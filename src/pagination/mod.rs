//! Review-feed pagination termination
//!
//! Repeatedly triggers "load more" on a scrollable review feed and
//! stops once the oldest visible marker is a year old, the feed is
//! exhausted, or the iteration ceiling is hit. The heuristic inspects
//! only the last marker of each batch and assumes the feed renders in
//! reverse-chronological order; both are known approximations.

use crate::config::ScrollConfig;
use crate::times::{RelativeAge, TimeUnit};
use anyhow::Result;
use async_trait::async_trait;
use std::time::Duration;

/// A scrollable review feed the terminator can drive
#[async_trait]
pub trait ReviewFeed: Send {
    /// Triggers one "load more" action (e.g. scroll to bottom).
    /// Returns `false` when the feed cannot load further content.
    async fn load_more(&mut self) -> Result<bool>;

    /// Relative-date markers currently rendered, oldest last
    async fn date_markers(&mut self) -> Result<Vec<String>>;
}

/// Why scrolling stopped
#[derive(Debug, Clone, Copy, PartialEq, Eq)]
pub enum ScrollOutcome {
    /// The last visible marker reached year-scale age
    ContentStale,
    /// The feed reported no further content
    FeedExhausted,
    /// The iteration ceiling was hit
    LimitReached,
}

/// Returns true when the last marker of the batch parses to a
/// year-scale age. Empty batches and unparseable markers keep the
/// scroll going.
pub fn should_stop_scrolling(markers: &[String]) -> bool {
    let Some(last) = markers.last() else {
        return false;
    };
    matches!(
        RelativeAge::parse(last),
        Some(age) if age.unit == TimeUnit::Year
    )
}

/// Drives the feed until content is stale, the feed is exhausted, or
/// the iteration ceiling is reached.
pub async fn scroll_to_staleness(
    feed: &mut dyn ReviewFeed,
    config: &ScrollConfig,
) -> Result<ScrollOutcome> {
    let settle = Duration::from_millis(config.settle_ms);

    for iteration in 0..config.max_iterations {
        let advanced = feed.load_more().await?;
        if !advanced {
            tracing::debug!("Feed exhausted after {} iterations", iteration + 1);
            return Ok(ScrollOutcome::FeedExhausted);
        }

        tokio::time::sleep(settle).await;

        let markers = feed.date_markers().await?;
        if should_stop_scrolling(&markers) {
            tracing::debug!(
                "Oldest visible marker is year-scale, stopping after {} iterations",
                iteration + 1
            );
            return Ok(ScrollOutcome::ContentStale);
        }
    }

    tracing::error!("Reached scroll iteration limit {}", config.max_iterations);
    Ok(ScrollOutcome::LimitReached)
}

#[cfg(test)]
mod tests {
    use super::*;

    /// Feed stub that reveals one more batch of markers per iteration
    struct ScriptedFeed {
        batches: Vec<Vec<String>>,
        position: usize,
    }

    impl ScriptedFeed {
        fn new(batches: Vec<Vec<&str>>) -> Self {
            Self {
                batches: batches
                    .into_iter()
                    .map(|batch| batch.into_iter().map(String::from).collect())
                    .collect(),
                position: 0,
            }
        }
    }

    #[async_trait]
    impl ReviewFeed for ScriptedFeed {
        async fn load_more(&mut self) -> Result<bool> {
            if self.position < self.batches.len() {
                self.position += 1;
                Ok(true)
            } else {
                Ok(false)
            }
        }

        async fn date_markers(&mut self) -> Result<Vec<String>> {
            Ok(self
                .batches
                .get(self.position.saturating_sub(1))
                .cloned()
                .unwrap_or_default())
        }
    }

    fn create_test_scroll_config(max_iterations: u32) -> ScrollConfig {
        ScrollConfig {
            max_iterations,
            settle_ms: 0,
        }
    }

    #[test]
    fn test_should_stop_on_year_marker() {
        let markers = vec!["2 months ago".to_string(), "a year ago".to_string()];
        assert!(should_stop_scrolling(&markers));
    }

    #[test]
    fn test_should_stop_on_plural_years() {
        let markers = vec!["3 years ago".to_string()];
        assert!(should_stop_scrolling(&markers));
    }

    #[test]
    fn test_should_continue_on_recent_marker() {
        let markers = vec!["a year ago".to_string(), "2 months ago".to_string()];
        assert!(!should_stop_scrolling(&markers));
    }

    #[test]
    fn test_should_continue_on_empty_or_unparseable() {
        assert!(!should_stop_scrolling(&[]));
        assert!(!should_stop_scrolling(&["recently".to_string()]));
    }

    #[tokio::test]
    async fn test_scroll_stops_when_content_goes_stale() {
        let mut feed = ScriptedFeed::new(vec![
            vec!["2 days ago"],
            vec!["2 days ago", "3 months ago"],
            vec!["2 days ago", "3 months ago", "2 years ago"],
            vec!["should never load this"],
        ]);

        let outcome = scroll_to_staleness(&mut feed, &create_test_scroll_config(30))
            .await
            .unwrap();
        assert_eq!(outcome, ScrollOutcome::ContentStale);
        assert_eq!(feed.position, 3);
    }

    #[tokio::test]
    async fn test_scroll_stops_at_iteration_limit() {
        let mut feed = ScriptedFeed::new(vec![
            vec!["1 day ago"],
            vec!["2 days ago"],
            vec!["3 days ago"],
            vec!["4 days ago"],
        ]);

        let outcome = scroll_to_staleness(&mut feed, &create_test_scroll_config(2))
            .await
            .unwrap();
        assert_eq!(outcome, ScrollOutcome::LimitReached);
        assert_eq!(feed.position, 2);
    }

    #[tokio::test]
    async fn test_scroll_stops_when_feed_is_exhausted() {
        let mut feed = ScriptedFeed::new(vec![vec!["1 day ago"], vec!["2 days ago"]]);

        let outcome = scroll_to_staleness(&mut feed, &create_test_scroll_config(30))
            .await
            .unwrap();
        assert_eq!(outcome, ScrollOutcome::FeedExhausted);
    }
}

========================================================================

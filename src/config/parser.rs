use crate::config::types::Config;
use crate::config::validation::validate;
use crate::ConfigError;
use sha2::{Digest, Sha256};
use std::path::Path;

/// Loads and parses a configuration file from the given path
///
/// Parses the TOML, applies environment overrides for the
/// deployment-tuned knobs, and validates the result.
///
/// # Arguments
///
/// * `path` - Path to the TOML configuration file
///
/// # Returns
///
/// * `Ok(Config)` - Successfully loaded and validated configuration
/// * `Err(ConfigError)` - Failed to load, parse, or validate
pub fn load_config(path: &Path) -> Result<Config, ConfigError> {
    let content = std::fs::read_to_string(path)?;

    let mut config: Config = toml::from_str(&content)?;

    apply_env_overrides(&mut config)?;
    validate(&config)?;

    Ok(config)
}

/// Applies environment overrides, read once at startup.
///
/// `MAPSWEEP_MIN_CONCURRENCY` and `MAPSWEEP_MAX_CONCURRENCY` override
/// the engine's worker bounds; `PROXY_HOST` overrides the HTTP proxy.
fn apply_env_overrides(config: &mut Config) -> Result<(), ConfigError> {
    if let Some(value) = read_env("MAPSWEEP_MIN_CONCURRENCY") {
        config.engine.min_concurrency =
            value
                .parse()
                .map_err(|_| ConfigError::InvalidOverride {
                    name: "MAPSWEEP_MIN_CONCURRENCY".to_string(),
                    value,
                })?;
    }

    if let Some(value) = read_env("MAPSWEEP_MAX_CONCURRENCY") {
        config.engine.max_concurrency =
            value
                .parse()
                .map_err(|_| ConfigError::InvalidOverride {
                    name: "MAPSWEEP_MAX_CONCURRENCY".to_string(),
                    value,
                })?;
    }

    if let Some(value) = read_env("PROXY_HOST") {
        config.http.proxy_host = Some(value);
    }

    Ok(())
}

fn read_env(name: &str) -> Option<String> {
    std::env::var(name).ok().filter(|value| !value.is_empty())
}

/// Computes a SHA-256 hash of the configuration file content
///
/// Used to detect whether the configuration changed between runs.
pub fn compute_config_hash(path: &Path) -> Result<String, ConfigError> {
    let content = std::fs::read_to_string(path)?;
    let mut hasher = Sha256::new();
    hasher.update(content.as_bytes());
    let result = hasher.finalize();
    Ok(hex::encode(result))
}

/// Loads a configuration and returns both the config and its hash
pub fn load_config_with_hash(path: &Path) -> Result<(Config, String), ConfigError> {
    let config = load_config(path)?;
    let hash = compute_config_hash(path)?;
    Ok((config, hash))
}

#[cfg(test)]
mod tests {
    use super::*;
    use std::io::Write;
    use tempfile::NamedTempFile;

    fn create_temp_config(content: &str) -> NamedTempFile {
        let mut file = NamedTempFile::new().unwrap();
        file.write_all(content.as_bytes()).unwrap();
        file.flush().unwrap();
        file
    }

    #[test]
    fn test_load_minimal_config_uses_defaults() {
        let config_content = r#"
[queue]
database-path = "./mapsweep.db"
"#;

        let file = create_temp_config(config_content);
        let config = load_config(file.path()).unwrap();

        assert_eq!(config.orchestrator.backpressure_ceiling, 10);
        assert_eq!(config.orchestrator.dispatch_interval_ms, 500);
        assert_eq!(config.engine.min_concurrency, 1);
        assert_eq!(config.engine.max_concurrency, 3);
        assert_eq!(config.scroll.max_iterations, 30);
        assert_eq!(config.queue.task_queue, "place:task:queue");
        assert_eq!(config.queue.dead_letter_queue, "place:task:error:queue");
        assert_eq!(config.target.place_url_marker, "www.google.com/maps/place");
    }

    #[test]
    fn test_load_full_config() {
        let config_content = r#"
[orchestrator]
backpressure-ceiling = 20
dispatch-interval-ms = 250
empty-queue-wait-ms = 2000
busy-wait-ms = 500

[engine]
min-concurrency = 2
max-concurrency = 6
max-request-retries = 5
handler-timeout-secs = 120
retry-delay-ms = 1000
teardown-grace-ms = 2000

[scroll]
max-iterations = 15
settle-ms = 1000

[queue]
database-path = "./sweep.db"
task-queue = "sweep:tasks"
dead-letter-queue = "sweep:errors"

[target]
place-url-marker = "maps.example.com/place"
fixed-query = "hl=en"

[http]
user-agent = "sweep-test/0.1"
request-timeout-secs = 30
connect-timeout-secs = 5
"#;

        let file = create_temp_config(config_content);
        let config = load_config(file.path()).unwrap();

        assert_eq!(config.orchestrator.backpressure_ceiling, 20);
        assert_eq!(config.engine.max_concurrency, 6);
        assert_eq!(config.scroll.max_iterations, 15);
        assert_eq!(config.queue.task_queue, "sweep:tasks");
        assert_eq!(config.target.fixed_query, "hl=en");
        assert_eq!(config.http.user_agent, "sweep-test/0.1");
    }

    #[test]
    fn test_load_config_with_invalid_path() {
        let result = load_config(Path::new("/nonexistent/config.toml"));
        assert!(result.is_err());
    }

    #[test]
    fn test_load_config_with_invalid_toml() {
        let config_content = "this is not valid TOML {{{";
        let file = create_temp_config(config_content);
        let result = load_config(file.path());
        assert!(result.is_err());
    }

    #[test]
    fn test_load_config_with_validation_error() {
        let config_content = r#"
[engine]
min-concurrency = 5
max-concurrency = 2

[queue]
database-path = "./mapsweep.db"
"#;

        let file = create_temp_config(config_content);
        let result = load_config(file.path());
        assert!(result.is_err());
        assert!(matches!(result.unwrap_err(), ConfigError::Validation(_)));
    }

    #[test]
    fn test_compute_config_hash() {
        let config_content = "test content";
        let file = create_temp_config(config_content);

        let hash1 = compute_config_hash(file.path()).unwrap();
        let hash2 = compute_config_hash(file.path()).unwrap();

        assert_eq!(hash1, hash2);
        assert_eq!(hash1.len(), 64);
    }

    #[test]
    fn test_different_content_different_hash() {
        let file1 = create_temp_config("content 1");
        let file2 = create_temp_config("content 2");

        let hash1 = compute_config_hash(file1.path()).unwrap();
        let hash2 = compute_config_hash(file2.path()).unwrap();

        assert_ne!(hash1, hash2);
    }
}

========================================================================

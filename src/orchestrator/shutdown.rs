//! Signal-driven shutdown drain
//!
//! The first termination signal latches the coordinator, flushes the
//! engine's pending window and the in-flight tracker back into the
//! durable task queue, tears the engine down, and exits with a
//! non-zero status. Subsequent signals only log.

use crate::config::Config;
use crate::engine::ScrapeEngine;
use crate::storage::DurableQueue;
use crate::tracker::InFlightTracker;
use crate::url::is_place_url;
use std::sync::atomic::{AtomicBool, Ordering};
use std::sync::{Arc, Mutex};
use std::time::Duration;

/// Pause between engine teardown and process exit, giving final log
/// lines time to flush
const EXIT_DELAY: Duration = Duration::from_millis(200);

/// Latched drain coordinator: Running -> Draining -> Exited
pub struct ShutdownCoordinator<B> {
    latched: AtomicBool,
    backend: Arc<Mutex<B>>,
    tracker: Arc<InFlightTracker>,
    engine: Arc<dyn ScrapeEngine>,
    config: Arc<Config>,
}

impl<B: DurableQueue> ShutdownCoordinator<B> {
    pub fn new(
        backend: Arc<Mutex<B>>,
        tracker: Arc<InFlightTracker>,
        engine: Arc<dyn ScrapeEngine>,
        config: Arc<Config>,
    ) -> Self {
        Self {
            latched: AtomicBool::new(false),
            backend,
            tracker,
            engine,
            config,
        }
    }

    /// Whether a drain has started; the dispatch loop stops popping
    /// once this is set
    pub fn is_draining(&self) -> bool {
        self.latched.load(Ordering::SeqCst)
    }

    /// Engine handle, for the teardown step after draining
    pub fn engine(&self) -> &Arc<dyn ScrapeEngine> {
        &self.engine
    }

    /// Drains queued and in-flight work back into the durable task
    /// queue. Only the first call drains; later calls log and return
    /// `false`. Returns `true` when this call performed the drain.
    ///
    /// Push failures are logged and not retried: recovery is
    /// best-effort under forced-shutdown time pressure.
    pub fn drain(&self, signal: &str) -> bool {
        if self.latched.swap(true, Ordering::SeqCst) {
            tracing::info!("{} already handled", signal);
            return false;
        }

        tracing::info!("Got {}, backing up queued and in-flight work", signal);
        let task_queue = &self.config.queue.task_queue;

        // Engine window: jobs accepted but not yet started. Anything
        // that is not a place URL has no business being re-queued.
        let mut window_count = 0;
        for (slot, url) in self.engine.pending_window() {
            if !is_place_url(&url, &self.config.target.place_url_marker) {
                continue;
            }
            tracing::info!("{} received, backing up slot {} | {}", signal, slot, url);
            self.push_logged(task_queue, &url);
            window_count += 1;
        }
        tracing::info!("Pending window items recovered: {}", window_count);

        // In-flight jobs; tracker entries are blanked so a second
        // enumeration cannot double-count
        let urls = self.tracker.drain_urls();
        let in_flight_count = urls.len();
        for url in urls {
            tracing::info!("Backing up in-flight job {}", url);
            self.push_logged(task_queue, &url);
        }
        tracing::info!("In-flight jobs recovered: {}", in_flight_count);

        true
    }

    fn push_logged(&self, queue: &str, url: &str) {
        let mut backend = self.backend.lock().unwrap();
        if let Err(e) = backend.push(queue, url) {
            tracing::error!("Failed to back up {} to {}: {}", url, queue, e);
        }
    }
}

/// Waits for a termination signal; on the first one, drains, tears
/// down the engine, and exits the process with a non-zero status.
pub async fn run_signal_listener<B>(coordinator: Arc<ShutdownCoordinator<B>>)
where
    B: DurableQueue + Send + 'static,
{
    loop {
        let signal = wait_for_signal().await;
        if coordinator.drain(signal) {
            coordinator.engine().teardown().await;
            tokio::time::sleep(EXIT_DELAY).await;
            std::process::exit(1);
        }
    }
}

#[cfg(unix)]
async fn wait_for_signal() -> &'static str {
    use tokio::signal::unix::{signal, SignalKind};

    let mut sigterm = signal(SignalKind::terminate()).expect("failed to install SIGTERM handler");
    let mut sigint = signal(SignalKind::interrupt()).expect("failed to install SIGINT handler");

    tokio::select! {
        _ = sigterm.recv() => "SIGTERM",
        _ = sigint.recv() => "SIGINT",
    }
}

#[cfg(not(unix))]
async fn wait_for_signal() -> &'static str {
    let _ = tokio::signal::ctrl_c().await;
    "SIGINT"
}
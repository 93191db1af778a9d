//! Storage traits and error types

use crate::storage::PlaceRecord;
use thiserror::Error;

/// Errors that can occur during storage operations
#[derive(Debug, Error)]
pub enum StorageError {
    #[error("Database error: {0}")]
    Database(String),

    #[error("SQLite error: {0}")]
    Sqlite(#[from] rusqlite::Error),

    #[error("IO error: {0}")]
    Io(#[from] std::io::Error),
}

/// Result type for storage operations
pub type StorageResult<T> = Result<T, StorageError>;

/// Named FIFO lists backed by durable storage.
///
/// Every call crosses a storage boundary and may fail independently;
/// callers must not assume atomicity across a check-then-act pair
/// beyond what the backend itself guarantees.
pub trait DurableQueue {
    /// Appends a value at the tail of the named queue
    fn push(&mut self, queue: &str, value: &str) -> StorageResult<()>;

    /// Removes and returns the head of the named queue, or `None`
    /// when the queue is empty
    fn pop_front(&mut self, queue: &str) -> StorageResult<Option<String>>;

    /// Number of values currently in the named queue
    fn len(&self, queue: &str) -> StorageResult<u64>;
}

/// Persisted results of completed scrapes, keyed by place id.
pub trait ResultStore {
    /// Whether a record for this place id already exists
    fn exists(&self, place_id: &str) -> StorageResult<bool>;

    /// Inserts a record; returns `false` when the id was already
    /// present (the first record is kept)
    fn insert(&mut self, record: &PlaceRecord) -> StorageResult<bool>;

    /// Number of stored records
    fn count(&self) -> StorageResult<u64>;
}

========================================================================

Determine which lines above include the word "that", and report those lines in full.

Written answer |
    /// Feed stub that reveals one more batch of markers per iteration
        // that is not a place URL has no business being re-queued.
/// Errors that can occur during storage operations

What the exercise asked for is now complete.